Organomercury chemical compound

Dimethylmercury is an extremely toxic organomercury compound with the formula (CH_{3})_{2}Hg. A volatile, flammable, dense and colorless liquid, dimethylmercury is one of the strongest known neurotoxins. Less than 0.1 mL is capable of inducing severe mercury poisoning resulting in death.

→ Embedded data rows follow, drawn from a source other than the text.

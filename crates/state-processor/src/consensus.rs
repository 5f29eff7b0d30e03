//! Interfaces of the consensus engine and chain collaborators.

use alloy_primitives::B256;
use auto_impl::auto_impl;

use crate::{Block, Header, Receipt, Transaction, Withdrawals};

/// Errors reported by a consensus engine.
#[derive(Debug, thiserror::Error)]
pub enum ConsensusError {
    /// The block is invalid under the consensus rules.
    #[error("invalid block: {0}")]
    InvalidBlock(String),
    /// Any other consensus failure.
    #[error(transparent)]
    Other(#[from] Box<dyn core::error::Error + Send + Sync>),
}

/// Read access to the canonical chain.
#[auto_impl(&, Box, Arc)]
pub trait ChainContext {
    /// Returns the block with the given hash, if known.
    fn block_by_hash(&self, hash: B256) -> Option<Block>;
}

/// The privileged-transaction capability of PoSA consensus engines.
///
/// System transactions are not executed in the transaction loop. They are collected and handed
/// to the finalizer, which applies them after every normal transaction.
pub trait SystemTxClassifier {
    /// Returns `true` if `tx` is a system transaction of the block with `header`.
    fn is_system_transaction(
        &self,
        tx: &Transaction,
        header: &Header,
    ) -> Result<bool, ConsensusError>;
}

/// Everything the finalizer may read or amend at the end of a block.
pub struct FinalizeCtx<'a, S> {
    /// The chain the block extends.
    pub chain: &'a dyn ChainContext,
    /// Header of the block.
    pub header: &'a Header,
    /// State after every normal transaction.
    pub state: &'a mut S,
    /// The normal transactions executed by the transaction loop.
    pub txs: &'a mut Vec<Transaction>,
    /// Uncle headers of the block.
    pub uncles: &'a [Header],
    /// Withdrawals of the block, from Shanghai on.
    pub withdrawals: Option<&'a Withdrawals>,
    /// Receipts of `txs`. The finalizer appends the receipts of the transactions it applies.
    pub receipts: &'a mut Vec<Receipt>,
    /// The deferred system transactions.
    pub system_txs: &'a mut Vec<Transaction>,
    /// Gas used so far. The finalizer adds the gas of the transactions it applies.
    pub used_gas: &'a mut u64,
}

impl<S> core::fmt::Debug for FinalizeCtx<'_, S> {
    fn fmt(&self, f: &mut core::fmt::Formatter<'_>) -> core::fmt::Result {
        f.debug_struct("FinalizeCtx")
            .field("number", &self.header.number)
            .field("txs", &self.txs.len())
            .field("receipts", &self.receipts.len())
            .field("system_txs", &self.system_txs.len())
            .field("used_gas", &self.used_gas)
            .finish_non_exhaustive()
    }
}

/// Consensus-specific end-of-block processing.
pub trait ConsensusEngine<S> {
    /// Applies rewards, system transactions and any other consensus bookkeeping.
    fn finalize(&self, ctx: FinalizeCtx<'_, S>) -> Result<(), ConsensusError>;

    /// Returns the system-transaction classifier, if this engine has privileged transactions.
    ///
    /// Engines without one have every transaction executed in the transaction loop.
    fn system_tx_classifier(&self) -> Option<&dyn SystemTxClassifier> {
        None
    }
}
use alloy_primitives::{BlockNumber, BlockTimestamp};

/// Immutable snapshot of the protocol rules active for one block.
///
/// Produced once per block by [`ChainSpec::rules`](crate::ChainSpec::rules) and passed down to
/// every component that gates behaviour on a fork, so no component compares heights or
/// timestamps on its own.
#[derive(Debug, Clone, Copy, Default, PartialEq, Eq)]
pub struct Rules {
    /// Chain id the rules were resolved for.
    pub chain_id: u64,
    /// Block number the rules were resolved for.
    pub number: BlockNumber,
    /// Block timestamp the rules were resolved for.
    pub timestamp: BlockTimestamp,
    /// Homestead.
    pub is_homestead: bool,
    /// EIP-150 (Tangerine Whistle).
    pub is_eip150: bool,
    /// EIP-155 replay protection (Spurious Dragon).
    pub is_eip155: bool,
    /// EIP-158 empty-account clearing (Spurious Dragon).
    pub is_eip158: bool,
    /// Byzantium. Receipts carry a status code instead of an intermediate state root.
    pub is_byzantium: bool,
    /// Constantinople.
    pub is_constantinople: bool,
    /// Petersburg.
    pub is_petersburg: bool,
    /// Istanbul.
    pub is_istanbul: bool,
    /// Berlin. Enables access-list transactions.
    pub is_berlin: bool,
    /// London. Enables dynamic-fee transactions.
    pub is_london: bool,
    /// Shanghai. Enables withdrawals.
    pub is_shanghai: bool,
    /// Cancun. Enables blob transactions and trailing system transactions.
    pub is_cancun: bool,
    /// Prague. Enables set-code transactions.
    pub is_prague: bool,
    /// PoSA Feynman. System-contract upgrades move into block finalization.
    pub is_feynman: bool,
    /// Whether this block is the DAO hard-fork block.
    pub is_dao_fork_block: bool,
    /// Whether the chain runs the PoSA (Parlia) consensus variant.
    pub is_parlia: bool,
}

impl Rules {
    /// Whether blocks may carry withdrawals.
    pub const fn supports_withdrawals(&self) -> bool {
        self.is_shanghai
    }

    /// Whether every system transaction of a block must come after all normal transactions.
    pub const fn requires_trailing_system_txs(&self) -> bool {
        self.is_cancun
    }

    /// Whether receipts embed the intermediate state root rather than a status code.
    pub const fn uses_intermediate_root(&self) -> bool {
        !self.is_byzantium
    }
}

==Synthesis, structure, and reactions==
The compound was one of the earliest organometallics reported, reflecting its considerable stability. The compound was first prepared by George Buckton in 1857 by a reaction of methylmercury iodide with potassium cyanide:
 2 CH_{3}HgI + 2 KCN → Hg(CH_{3})_{2} + 2 KI + (CN)_{2} + Hg
Later, Edward Frankland discovered that it could be synthesized by treating sodium amalgam with methyl halides:
 Hg + 2 Na + 2 CH_{3}I → Hg(CH_{3})_{2} + 2 NaI
It can also be obtained by alkylation of mercuric chloride with methyllithium:
 HgCl_{2} + 2 LiCH_{3} → Hg(CH_{3})_{2} + 2 LiCl
The molecule adopts a linear structure with Hg–C bond lengths of 2.083 Å.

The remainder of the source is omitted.